Back to Marshmallow

Pre-processing and post-processing

docs/extending/pre_and_post_processing.rst

4.3.08.0 KB
Original Source

Pre-processing and post-processing

Decorator API

Data pre-processing and post-processing methods can be registered using the pre_load <marshmallow.decorators.pre_load>, post_load <marshmallow.decorators.post_load>, pre_dump <marshmallow.decorators.pre_dump>, and post_dump <marshmallow.decorators.post_dump> decorators.

.. code-block:: python

from marshmallow import Schema, fields, post_load


class UserSchema(Schema):
    name = fields.Str()
    slug = fields.Str()

    @post_load
    def slugify_name(self, in_data, **kwargs):
        in_data["slug"] = in_data["slug"].lower().strip().replace(" ", "-")
        return in_data


schema = UserSchema()
result = schema.load({"name": "Steve", "slug": "Steve Loria "})
result["slug"]  # => 'steve-loria'

Passing "many"

By default, pre- and post-processing methods receive one object/datum at a time, transparently handling the many parameter passed to the Schema's ~marshmallow.Schema.dump/~marshmallow.Schema.load method at runtime.

In cases where your pre- and post-processing methods needs to handle the input collection when processing multiple objects, add pass_many=True to the method decorators.

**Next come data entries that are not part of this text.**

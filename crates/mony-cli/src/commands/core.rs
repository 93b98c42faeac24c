//! Core command implementations and shared utilities
//!
//! This module contains:
//! - `open_db` - Shared utility to open the database
//! - `load_config` - Runtime configuration from `MONY_*` variables
//! - `cmd_init` - Initialize the database

use std::path::Path;

use anyhow::{Context, Result};
use mony_core::{db::Database, Config};

/// Open (and migrate) the database
pub fn open_db(db_path: &Path) -> Result<Database> {
    let path_str = db_path
        .to_str()
        .context("Database path is not valid UTF-8")?;
    Database::new(path_str).context("Failed to open database")
}

/// Build the runtime configuration once at start-up
pub fn load_config() -> Result<Config> {
    Config::from_env().context("Invalid MONY_* configuration")
}

pub fn cmd_init(db_path: &Path) -> Result<()> {
    println!("🔧 Initializing database at {}...", db_path.display());

    open_db(db_path)?;

    println!("✅ Database initialized successfully!");
    println!();
    println!("Next steps:");
    println!("  1. Read a receipt: mony extract receipt.jpg --save");
    println!("  2. Start the API: mony serve");

    Ok(())
}
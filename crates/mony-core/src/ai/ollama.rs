//! Ollama backend implementation
//!
//! Sends the receipt image to `/api/generate` with the prompt and returns the
//! model's raw text. Parsing happens in the extractor.

use async_trait::async_trait;
use base64::Engine;
use reqwest::Client;
use serde::{Deserialize, Serialize};
use tracing::debug;

use crate::error::{Error, Result};

use super::AIBackend;

/// Default vision model when neither `OLLAMA_VISION_MODEL` nor `OLLAMA_MODEL` is set
pub const DEFAULT_OLLAMA_VISION_MODEL: &str = "llama3.2-vision";

/// Ollama HTTP backend
#[derive(Clone)]
pub struct OllamaBackend {
    http_client: Client,
    base_url: String,
    model: String,
}

impl OllamaBackend {
    /// Create a new Ollama backend
    pub fn new(base_url: &str, model: &str) -> Self {
        Self {
            http_client: Client::new(),
            base_url: base_url.trim_end_matches('/').to_string(),
            model: model.to_string(),
        }
    }

    /// Create from environment variables
    ///
    /// `OLLAMA_HOST` is required. The model comes from `OLLAMA_VISION_MODEL`,
    /// then `OLLAMA_MODEL`, then [`DEFAULT_OLLAMA_VISION_MODEL`].
    pub fn from_env() -> Option<Self> {
        let host = std::env::var("OLLAMA_HOST").ok()?;
        let model = std::env::var("OLLAMA_VISION_MODEL")
            .or_else(|_| std::env::var("OLLAMA_MODEL"))
            .unwrap_or_else(|_| DEFAULT_OLLAMA_VISION_MODEL.to_string());
        Some(Self::new(&host, &model))
    }
}

/// Request to Ollama API with images (for vision models)
#[derive(Debug, Serialize)]
struct OllamaVisionRequest {
    model: String,
    prompt: String,
    images: Vec<String>,
    stream: bool,
    format: &'static str,
    options: OllamaOptions,
}

#[derive(Debug, Serialize)]
struct OllamaOptions {
    temperature: f32,
}

/// Response from Ollama API
#[derive(Debug, Deserialize)]
struct OllamaResponse {
    response: String,
}

#[async_trait]
impl AIBackend for OllamaBackend {
    async fn vision_completion(
        &self,
        prompt: &str,
        image_data: &[u8],
        _media_type: &str,
    ) -> Result<String> {
        let request = OllamaVisionRequest {
            model: self.model.clone(),
            prompt: prompt.to_string(),
            images: vec![base64::engine::general_purpose::STANDARD.encode(image_data)],
            stream: false,
            format: "json",
            options: OllamaOptions { temperature: 0.1 },
        };

        let response = self
            .http_client
            .post(format!("{}/api/generate", self.base_url))
            .json(&request)
            .send()
            .await?;

        let status = response.status();
        if !status.is_success() {
            let body = response.text().await.unwrap_or_default();
            return Err(Error::Provider {
                status: status.as_u16(),
                body,
            });
        }

        let body = response.text().await?;
        let ollama_response: OllamaResponse = serde_json::from_str(&body).map_err(|e| {
            Error::ExtractionUnavailable(format!("unexpected response from Ollama: {}", e))
        })?;
        debug!(
            model = %self.model,
            chars = ollama_response.response.len(),
            "Ollama vision response received"
        );

        Ok(ollama_response.response)
    }

    async fn health_check(&self) -> bool {
        match self
            .http_client
            .get(format!("{}/api/tags", self.base_url))
            .send()
            .await
        {
            Ok(resp) => resp.status().is_success(),
            Err(_) => false,
        }
    }

    fn model(&self) -> &str {
        &self.model
    }

    fn host(&self) -> &str {
        &self.base_url
    }
}
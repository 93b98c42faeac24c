//! CLI command implementations
//!
//! Commands are organized by domain:
//! - `core` - Init and shared utilities (open_db, load_config)
//! - `receipts` - Receipt extraction from a local image
//! - `reports` - Monthly summary and statistics
//! - `serve` - Web server command
//! - `transactions` - Transaction listing

pub mod core;
pub mod receipts;
pub mod reports;
pub mod serve;
pub mod transactions;

// Re-export command functions for main.rs
pub use core::*;
pub use receipts::*;
pub use reports::*;
pub use serve::*;
pub use transactions::*;

/// Truncate a string to a maximum number of characters, adding "..." if truncated
pub fn truncate(s: &str, max: usize) -> String {
    if s.chars().count() <= max {
        s.to_string()
    } else {
        let kept: String = s.chars().take(max.saturating_sub(3)).collect();
        format!("{}...", kept)
    }
}
#[tokio::test]
async fn test_submit_receipt_persists() {
    let app = setup_test_app();
    let body = multipart_body(
        Some("image/png"),
        "receipt.png",
        b"png-bytes",
        &[("transaction_type", "expense")],
    );
    let response = app
        .clone()
        .oneshot(upload_request("/api/receipts", body))
        .await
        .unwrap();
    assert_eq!(response.status(), StatusCode::CREATED);

    let json = get_body_json(response).await;
    let id = json["transaction"]["id"].as_i64().unwrap();
    assert_eq!(json["transaction"]["amount"], json["receipt"]["total_amount"]);
    assert_eq!(json["transaction"]["items"].as_array().unwrap().len(), 2);

    let response = app
        .oneshot(get(&format!("/api/transactions/{}", id)))
        .await
        .unwrap();
    assert_eq!(response.status(), StatusCode::OK);
}

#[tokio::test]
async fn test_submit_rejects_unknown_type() {
    let app = setup_test_app();
    let body = multipart_body(
        Some("image/png"),
        "receipt.png",
        b"png-bytes",
        &[("transaction_type", "gift")],
    );
    let response = app
        .oneshot(upload_request("/api/receipts", body))
        .await
        .unwrap();
    assert_eq!(response.status(), StatusCode::UNPROCESSABLE_ENTITY);
}

#[tokio::test]
async fn test_extraction_timeout_maps_to_504() {
    let mock = MockBackend::with_replies([MockReply::Delayed(
        Duration::from_millis(500),
        "{}".into(),
    )]);
    let mut config = test_config();
    config.extraction.timeout = Duration::from_millis(20);
    let app = setup_app_with(mock.clone(), config);

    let body = multipart_body(Some("image/png"), "r.png", b"png", &[]);
    let response = app
        .oneshot(upload_request("/api/receipts", body))
        .await
        .unwrap();
    assert_eq!(response.status(), StatusCode::GATEWAY_TIMEOUT);
    let json = get_body_json(response).await;
    assert_eq!(json["error_kind"], "ExtractionTimeout");
    assert_eq!(mock.calls(), 1);
}

#[tokio::test]
async fn test_unparseable_output_maps_to_502() {
    let mock = MockBackend::with_text("I could not read this receipt, sorry.");
    let app = setup_app_with(mock, test_config());

    let body = multipart_body(Some("image/png"), "r.png", b"png", &[]);
    let response = app
        .clone()
        .oneshot(upload_request("/api/receipts", body))
        .await
        .unwrap();
    assert_eq!(response.status(), StatusCode::BAD_GATEWAY);
    let json = get_body_json(response).await;
    assert_eq!(json["error_kind"], "ExtractionParseError");
    // Raw model output stays in the logs
    assert!(!json["message"].as_str().unwrap().contains("sorry"));

    let list = get_body_json(app.oneshot(get("/api/transactions")).await.unwrap()).await;
    assert_eq!(list["total"], 0);
}

#[tokio::test]
async fn test_extract_survives_out_of_range_item_prices() {
    let mock = MockBackend::with_text(
        r#"{"merchant": "Bulk Store", "date": "2024-03-15", "total_amount": 10,
            "items": [{"name": "Pallet", "quantity": 1e20, "unit_price": 1e20}]}"#,
    );
    let app = setup_app_with(mock, test_config());

    let body = multipart_body(Some("image/png"), "r.png", b"png", &[]);
    let response = app
        .oneshot(upload_request("/api/receipts/extract", body))
        .await
        .unwrap();
    assert_eq!(response.status(), StatusCode::OK);

    let json = get_body_json(response).await;
    assert_eq!(dec(&json["receipt"]["items"][0]["total_price"]), Decimal::ZERO);
    let warnings = json["warnings"].as_array().unwrap();
    assert!(warnings
        .iter()
        .any(|w| w["field"] == "items[0].total_price"));
}
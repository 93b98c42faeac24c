//! Receipt extraction client
//!
//! Wraps an [`AIClient`] with the receipt prompt, a per-call deadline, a
//! small retry budget for transient transport failures, JSON recovery and
//! schema validation.

use std::sync::Arc;

use chrono::NaiveDate;
use tracing::{info, warn};

use crate::config::Config;
use crate::error::{Error, Result};
use crate::models::ExtractionOutcome;
use crate::prompts::{load_prompt, PromptId};
use crate::validate::validate_extraction;

use super::parsing::parse_model_json;
use super::{AIBackend, AIClient};

#[derive(Clone)]
pub struct ReceiptExtractor {
    client: AIClient,
    prompt: Arc<str>,
    config: Arc<Config>,
}

impl ReceiptExtractor {
    /// Load the receipt prompt (honoring `prompts_dir`) and wrap the client
    pub fn new(client: AIClient, config: Arc<Config>) -> Result<Self> {
        let prompt = load_prompt(
            PromptId::ExtractReceipt,
            config.extraction.prompts_dir.as_deref(),
        )?;
        Ok(Self {
            client,
            prompt: Arc::from(prompt.user_text()),
            config,
        })
    }

    /// Read a receipt image.
    ///
    /// `received` stands in for the receipt date when none can be read.
    pub async fn extract(
        &self,
        image_data: &[u8],
        media_type: &str,
        received: NaiveDate,
    ) -> Result<ExtractionOutcome> {
        let raw = self.complete(image_data, media_type).await?;
        let value = parse_model_json(&raw)?;
        let outcome = validate_extraction(&value, &self.config, received)?;

        if !outcome.warnings.is_empty() {
            info!(
                warnings = outcome.warnings.len(),
                "Receipt normalized with warnings"
            );
        }
        Ok(outcome)
    }

    /// Call the model, retrying transient failures. A timeout is never retried.
    async fn complete(&self, image_data: &[u8], media_type: &str) -> Result<String> {
        let settings = &self.config.extraction;
        let max_attempts = settings.max_attempts.max(1);
        let mut attempt = 0;

        loop {
            attempt += 1;
            info!(
                model = %self.client.model(),
                host = %self.client.host(),
                attempt,
                bytes = image_data.len(),
                "Calling vision model"
            );

            let call = self
                .client
                .vision_completion(&self.prompt, image_data, media_type);

            let err = match tokio::time::timeout(settings.timeout, call).await {
                Ok(Ok(text)) => return Ok(text),
                Ok(Err(err)) => err,
                Err(_) => {
                    warn!(timeout = ?settings.timeout, "Vision model call timed out");
                    return Err(Error::ExtractionTimeout(settings.timeout));
                }
            };

            if !is_transient(&err) {
                warn!(error = %err, "Vision model call failed");
                return Err(match err {
                    Error::Http(e) => Error::ExtractionUnavailable(e.to_string()),
                    other => other,
                });
            }

            if attempt >= max_attempts {
                warn!(attempt, error = %err, "Vision model unavailable, giving up");
                return Err(Error::ExtractionUnavailable(format!(
                    "model provider failed after {} attempt(s): {}",
                    attempt, err
                )));
            }

            warn!(attempt, error = %err, "Transient vision model failure, retrying");
            tokio::time::sleep(settings.retry_delay).await;
        }
    }
}

/// Connection-level failures and provider 5xx answers
fn is_transient(err: &Error) -> bool {
    match err {
        Error::Http(e) => e.is_connect() || e.is_timeout() || e.is_request() || e.is_body(),
        Error::Provider { status, .. } => *status >= 500,
        _ => false,
    }
}
//! Mony CLI - Receipt extraction and transaction bookkeeping
//!
//! Usage:
//!   mony init                     Initialize database
//!   mony extract receipt.jpg      Read a receipt with the vision model
//!   mony transactions --limit 50  List transactions
//!   mony serve --port 3000        Start web server

mod cli;
mod commands;


use anyhow::Result;
use clap::Parser;
use mony_core::ai::AIClient;
use tracing_subscriber::{fmt, prelude::*, EnvFilter};

use cli::*;

#[tokio::main]
async fn main() -> Result<()> {
    let cli = Cli::parse();

    // Set up logging
    // Priority: RUST_LOG env var > --verbose flag > default (info)
    let filter = if std::env::var("RUST_LOG").is_ok() {
        EnvFilter::from_default_env()
    } else if cli.verbose {
        EnvFilter::new("debug")
    } else {
        EnvFilter::new("info")
    };

    tracing_subscriber::registry()
        .with(filter)
        .with(fmt::layer().with_target(false).compact())
        .init();

    match cli.command {
        Commands::Init => commands::cmd_init(&cli.db),
        Commands::Serve {
            port,
            host,
            cors_origins,
        } => commands::cmd_serve(&cli.db, &host, port, cors_origins).await,
        Commands::Extract {
            image,
            save,
            transaction_type,
            json,
        } => {
            commands::cmd_extract(
                &cli.db,
                &image,
                save.then_some(transaction_type.as_str()),
                json,
                AIClient::from_env(),
            )
            .await
        }
        Commands::Transactions {
            limit,
            transaction_type,
            category,
            search,
            sort_by,
            sort_order,
        } => {
            let db = commands::open_db(&cli.db)?;
            let query = commands::TransactionsQuery {
                limit,
                transaction_type,
                category,
                search,
                sort_by,
                sort_order,
            };
            commands::cmd_transactions_list(&db, &query)
        }
        Commands::Summary {
            year,
            month,
            currency,
        } => {
            let db = commands::open_db(&cli.db)?;
            commands::cmd_summary(&db, year, month, currency.as_deref())
        }
        Commands::Stats { from, to, currency } => {
            let db = commands::open_db(&cli.db)?;
            commands::cmd_stats(&db, from.as_deref(), to.as_deref(), currency.as_deref())
        }
    }
}
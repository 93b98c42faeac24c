//! CLI argument definitions using clap
//!
//! This module contains all the clap structs and enums for parsing CLI arguments.
//! The actual command implementations are in the `commands` module.

use std::path::PathBuf;

use clap::{Parser, Subcommand};

/// Mony - Receipt extraction and transaction bookkeeping
#[derive(Parser)]
#[command(name = "mony")]
#[command(about = "Receipt extraction and transaction bookkeeping backend", long_about = None)]
#[command(version)]
pub struct Cli {
    /// Database path
    #[arg(long, env = "MONY_DB", default_value = "mony.db", global = true)]
    pub db: PathBuf,

    /// Enable verbose logging
    #[arg(short, long, global = true)]
    pub verbose: bool,

    #[command(subcommand)]
    pub command: Commands,
}

#[derive(Subcommand)]
pub enum Commands {
    /// Initialize the database
    Init,

    /// Start the web server
    Serve {
        /// Port to listen on
        #[arg(short, long, default_value = "3000")]
        port: u16,

        /// Host to bind to
        #[arg(long, default_value = "127.0.0.1")]
        host: String,

        /// Allowed CORS origin (repeatable)
        #[arg(long = "cors-origin")]
        cors_origins: Vec<String>,
    },

    /// Extract a receipt image with the configured vision model
    Extract {
        /// Receipt image (jpeg, png or webp)
        image: PathBuf,

        /// Store the result as a transaction
        #[arg(long)]
        save: bool,

        /// Transaction type when saving: income, expense, transfer
        #[arg(short = 't', long = "type", default_value = "expense")]
        transaction_type: String,

        /// Print the raw JSON result
        #[arg(long)]
        json: bool,
    },

    /// List transactions
    Transactions {
        /// Maximum rows to show
        #[arg(short, long, default_value = "20")]
        limit: i64,

        /// Filter by type: income, expense, transfer
        #[arg(short = 't', long = "type")]
        transaction_type: Option<String>,

        /// Filter by category (exact, case-insensitive)
        #[arg(short, long)]
        category: Option<String>,

        /// Free-text search across merchant, description, category and reference
        #[arg(short, long)]
        search: Option<String>,

        /// Sort column: date, amount, merchant, category, created_at
        #[arg(long, default_value = "date")]
        sort_by: String,

        /// Sort direction: asc or desc
        #[arg(long, default_value = "desc")]
        sort_order: String,
    },

    /// Show income, expense and net for a month
    Summary {
        /// Year (defaults to the current year)
        #[arg(short, long)]
        year: Option<i32>,

        /// Month 1-12 (defaults to the current month)
        #[arg(short, long)]
        month: Option<u32>,

        /// Only count transactions in this currency
        #[arg(short, long)]
        currency: Option<String>,
    },

    /// Show totals by type and net worth
    Stats {
        /// Start date (YYYY-MM-DD)
        #[arg(long)]
        from: Option<String>,

        /// End date (YYYY-MM-DD)
        #[arg(long)]
        to: Option<String>,

        /// Only count transactions in this currency
        #[arg(short, long)]
        currency: Option<String>,
    },
}
//! Receipt command implementations

use std::path::Path;
use std::sync::Arc;

use anyhow::{bail, Context, Result};
use mony_core::ai::{AIBackend, AIClient, ReceiptExtractor};
use mony_core::models::{ExtractionOutcome, TransactionType};
use mony_core::pipeline::guess_media_type_from_filename;
use mony_core::ReceiptPipeline;

use super::{load_config, open_db};

/// Run the receipt pipeline on a local image.
///
/// `save_as` stores the result as a transaction of that type.
pub async fn cmd_extract(
    db_path: &Path,
    image: &Path,
    save_as: Option<&str>,
    json: bool,
    client: Option<AIClient>,
) -> Result<()> {
    let Some(client) = client else {
        bail!("No vision model configured. Set OLLAMA_HOST (or AI_BACKEND) to enable extraction.");
    };

    let transaction_type = save_as
        .map(|t| t.parse::<TransactionType>().map_err(anyhow::Error::msg))
        .transpose()?;

    let bytes = std::fs::read(image)
        .with_context(|| format!("Failed to read receipt image {}", image.display()))?;
    let media_type = image
        .file_name()
        .and_then(|n| n.to_str())
        .and_then(guess_media_type_from_filename)
        .unwrap_or("application/octet-stream");

    let config = Arc::new(load_config()?);
    let db = open_db(db_path)?;

    if !json {
        println!("🧾 Reading {} with {}...", image.display(), client.model());
    }

    let extractor = ReceiptExtractor::new(client, config.clone())?;
    let pipeline = ReceiptPipeline::new(db, config, Some(extractor));

    match transaction_type {
        Some(t) => {
            let submission = pipeline.submit(&bytes, media_type, t).await?;
            if json {
                println!("{}", serde_json::to_string_pretty(&submission)?);
            } else {
                print_outcome(&ExtractionOutcome {
                    receipt: submission.receipt,
                    warnings: submission.warnings,
                });
                println!();
                println!("✅ Saved as transaction #{}", submission.transaction.id);
            }
        }
        None => {
            let outcome = pipeline.extract(&bytes, media_type).await?;
            if json {
                println!("{}", serde_json::to_string_pretty(&outcome)?);
            } else {
                print_outcome(&outcome);
            }
        }
    }

    Ok(())
}

fn print_outcome(outcome: &ExtractionOutcome) {
    let r = &outcome.receipt;
    println!();
    println!(
        "   Merchant: {}",
        if r.merchant.is_empty() { "(unknown)" } else { &r.merchant }
    );
    println!("   Date:     {}", r.date);
    println!("   Total:    {} {}", r.total_amount, r.currency);
    if !r.taxes.is_zero() {
        println!("   Taxes:    {} {}", r.taxes, r.currency);
    }
    if let Some(ref category) = r.category {
        println!("   Category: {}", category);
    }

    if !r.items.is_empty() {
        println!("   Items:");
        for item in &r.items {
            println!(
                "     {} × {} @ {} = {}",
                item.quantity,
                super::truncate(&item.name, 30),
                item.unit_price,
                item.total_price
            );
        }
    }

    for warning in &outcome.warnings {
        println!("   ⚠️  {}: {}", warning.field, warning.message);
    }
}
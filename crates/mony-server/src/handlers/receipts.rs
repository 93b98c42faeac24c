//! Receipt handlers

use std::sync::Arc;

use axum::{
    extract::{
        multipart::{MultipartError, MultipartRejection},
        Multipart, State,
    },
    http::StatusCode,
    Json,
};
use tracing::debug;

use crate::{AppError, AppState};
use mony_core::models::{ExtractionOutcome, TransactionType};
use mony_core::pipeline::guess_media_type_from_filename;
use mony_core::{Error, ReceiptSubmission};

/// Multipart part names accepted for the image
const IMAGE_PARTS: &[&str] = &["receipt", "file", "image"];

/// A receipt upload pulled out of a multipart form
struct ReceiptUpload {
    bytes: Vec<u8>,
    media_type: String,
    transaction_type: Option<String>,
}

/// POST /api/receipts/extract - Read a receipt without storing it
pub async fn extract_receipt(
    State(state): State<Arc<AppState>>,
    multipart: Result<Multipart, MultipartRejection>,
) -> Result<Json<ExtractionOutcome>, AppError> {
    let upload = read_upload(multipart?, state.config.max_upload_bytes).await?;
    let outcome = state
        .pipeline
        .extract(&upload.bytes, &upload.media_type)
        .await?;
    Ok(Json(outcome))
}

/// POST /api/receipts - Read a receipt and store it as a transaction
pub async fn submit_receipt(
    State(state): State<Arc<AppState>>,
    multipart: Result<Multipart, MultipartRejection>,
) -> Result<(StatusCode, Json<ReceiptSubmission>), AppError> {
    let upload = read_upload(multipart?, state.config.max_upload_bytes).await?;

    let transaction_type = match upload.transaction_type.as_deref().map(str::trim) {
        None | Some("") => TransactionType::Expense,
        Some(t) => t
            .parse()
            .map_err(|e: String| Error::field("transaction_type", e))?,
    };

    let submission = state
        .pipeline
        .submit(&upload.bytes, &upload.media_type, transaction_type)
        .await?;
    Ok((StatusCode::CREATED, Json(submission)))
}

async fn read_upload(mut multipart: Multipart, limit: usize) -> Result<ReceiptUpload, AppError> {
    let mut image: Option<(Vec<u8>, String)> = None;
    let mut transaction_type = None;

    while let Some(field) = multipart
        .next_field()
        .await
        .map_err(|e| multipart_error(e, limit))?
    {
        let name = field.name().unwrap_or("").to_string();
        if IMAGE_PARTS.contains(&name.as_str()) {
            // Declared type wins; otherwise guess from the file name
            let media_type = field
                .content_type()
                .map(str::to_string)
                .filter(|t| !t.trim().is_empty() && t != "application/octet-stream")
                .or_else(|| {
                    field
                        .file_name()
                        .and_then(guess_media_type_from_filename)
                        .map(str::to_string)
                })
                .unwrap_or_default();
            let bytes = field.bytes().await.map_err(|e| multipart_error(e, limit))?;
            debug!(part = %name, media_type = %media_type, bytes = bytes.len(), "Receipt part read");
            image = Some((bytes.to_vec(), media_type));
        } else if name == "transaction_type" || name == "type" {
            transaction_type = Some(field.text().await.map_err(|e| multipart_error(e, limit))?);
        }
    }

    let (bytes, media_type) = image
        .ok_or_else(|| Error::field("receipt", "a 'receipt' image part is required"))?;

    Ok(ReceiptUpload {
        bytes,
        media_type,
        transaction_type,
    })
}

fn multipart_error(err: MultipartError, limit: usize) -> AppError {
    if err.status() == StatusCode::PAYLOAD_TOO_LARGE {
        AppError::payload_too_large(limit)
    } else {
        AppError::invalid_request(format!("Failed to read multipart form: {}", err.body_text()))
    }
}
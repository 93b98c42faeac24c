//! Server command implementation

use std::path::Path;

use anyhow::Result;
use mony_server::ServerConfig;

use super::{load_config, open_db};

pub async fn cmd_serve(
    db_path: &Path,
    host: &str,
    port: u16,
    cors_origins: Vec<String>,
) -> Result<()> {
    let config = load_config()?;
    let db = open_db(db_path)?;

    println!("🚀 Starting Mony web server...");
    println!("   Database: {}", db_path.display());
    println!("   Listening: http://{}:{}", host, port);
    println!("   Fallback currency: {}", config.fallback_currency);
    if !cors_origins.is_empty() {
        println!("   CORS origins: {}", cors_origins.join(", "));
    }

    let server_config = ServerConfig {
        allowed_origins: cors_origins,
    };

    mony_server::serve_with_config(db, config, server_config, host, port).await
}
//! Prompt library for the vision model
//!
//! Prompts are loaded with a two-layer resolution:
//! 1. Check for an override in the configured prompts directory (`MONY_PROMPTS_DIR`)
//! 2. Fall back to embedded defaults (compiled into binary)

use std::fs;
use std::path::{Path, PathBuf};

use serde::Deserialize;
use tracing::info;

use crate::error::{Error, Result};

/// Embedded default prompts (compiled into binary)
mod defaults {
    pub const EXTRACT_RECEIPT: &str = include_str!("../../../prompts/extract_receipt.md");
}

/// Known prompt IDs
#[derive(Debug, Clone, Copy, PartialEq, Eq, Hash)]
pub enum PromptId {
    ExtractReceipt,
}

impl PromptId {
    pub fn as_str(&self) -> &'static str {
        match self {
            Self::ExtractReceipt => "extract_receipt",
        }
    }

    fn default_content(&self) -> &'static str {
        match self {
            Self::ExtractReceipt => defaults::EXTRACT_RECEIPT,
        }
    }
}

/// Prompt frontmatter metadata
#[derive(Debug, Clone, Deserialize)]
pub struct PromptMetadata {
    pub id: String,
    /// Version number for tracking changes
    pub version: u32,
}

/// A loaded prompt with metadata and content
#[derive(Debug, Clone)]
pub struct Prompt {
    pub metadata: PromptMetadata,
    pub content: String,
    /// Path to the override file, if one was used
    pub override_path: Option<PathBuf>,
}

impl Prompt {
    /// Text sent to the model: the `# User` section, or the whole body without one
    pub fn user_text(&self) -> &str {
        extract_section(&self.content, "# User").unwrap_or(self.content.trim())
    }
}

/// Load a prompt, preferring `<override_dir>/<id>.md` when it exists
pub fn load_prompt(id: PromptId, override_dir: Option<&Path>) -> Result<Prompt> {
    if let Some(dir) = override_dir {
        let path = dir.join(format!("{}.md", id.as_str()));
        if path.exists() {
            let content = fs::read_to_string(&path).map_err(|e| {
                Error::Config(format!("Failed to read prompt override {}: {}", path.display(), e))
            })?;
            let (metadata, body) = parse_prompt(&content)?;
            info!(prompt = id.as_str(), path = %path.display(), "Using prompt override");
            return Ok(Prompt {
                metadata,
                content: body,
                override_path: Some(path),
            });
        }
    }

    let (metadata, body) = parse_prompt(id.default_content())?;
    Ok(Prompt {
        metadata,
        content: body,
        override_path: None,
    })
}

/// Parse a prompt file into metadata and body
fn parse_prompt(content: &str) -> Result<(PromptMetadata, String)> {
    let content = content.trim();

    if !content.starts_with("---") {
        return Err(Error::Config(
            "Prompt must start with YAML frontmatter (---)".into(),
        ));
    }

    let rest = &content[3..];
    let end = rest.find("---").ok_or_else(|| {
        Error::Config("Prompt frontmatter not closed (missing second ---)".into())
    })?;

    let frontmatter = rest[..end].trim();
    let body = rest[end + 3..].trim();

    let metadata: PromptMetadata = serde_yaml::from_str(frontmatter)
        .map_err(|e| Error::Config(format!("Invalid prompt frontmatter: {}", e)))?;

    Ok((metadata, body.to_string()))
}

/// Extract a section from the prompt content
fn extract_section<'a>(content: &'a str, header: &str) -> Option<&'a str> {
    let start = content.find(header)?;
    let after_header = &content[start + header.len()..];
    let end = after_header.find("\n# ").unwrap_or(after_header.len());
    Some(after_header[..end].trim())
}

Your method will then receive the input data (which may be a single datum or a collection, depending on the dump/load call).

.. _enveloping_1:

Example: Enveloping

One common use case is to wrap data in a namespace upon serialization and unwrap the data during deserialization.

.. code-block:: python

from marshmallow import Schema, fields, pre_load, post_load, post_dump


class BaseSchema(Schema):
    # Custom options
    __envelope__ = {"single": None, "many": None}
    __model__ = User

    def get_envelope_key(self, many):
        """Helper to get the envelope key."""
        key = self.__envelope__["many"] if many else self.__envelope__["single"]
        assert key is not None, "Envelope key undefined"
        return key

    @pre_load(pass_many=True)
    def unwrap_envelope(self, data, many, **kwargs):
        key = self.get_envelope_key(many)
        return data[key]

    @post_dump(pass_many=True)
    def wrap_with_envelope(self, data, many, **kwargs):
        key = self.get_envelope_key(many)
        return {key: data}

    @post_load
    def make_object(self, data, **kwargs):
        return self.__model__(**data)


class UserSchema(BaseSchema):
    __envelope__ = {"single": "user", "many": "users"}
    __model__ = User
    name = fields.Str()
    email = fields.Email()


user_schema = UserSchema()

user = User("Mick", email="[email protected]")
user_data = user_schema.dump(user)
# {'user': {'email': '[email protected]', 'name': 'Mick'}}

users = [
    User("Keith", email="[email protected]"),
    User("Charlie", email="[email protected]"),
]
users_data = user_schema.dump(users, many=True)
# {'users': [{'email': '[email protected]', 'name': 'Keith'},
#            {'email': '[email protected]', 'name': 'Charlie'}]}

user_objs = user_schema.load(users_data, many=True)
# [<User(name='Keith Richards')>, <User(name='Charlie Watts')>]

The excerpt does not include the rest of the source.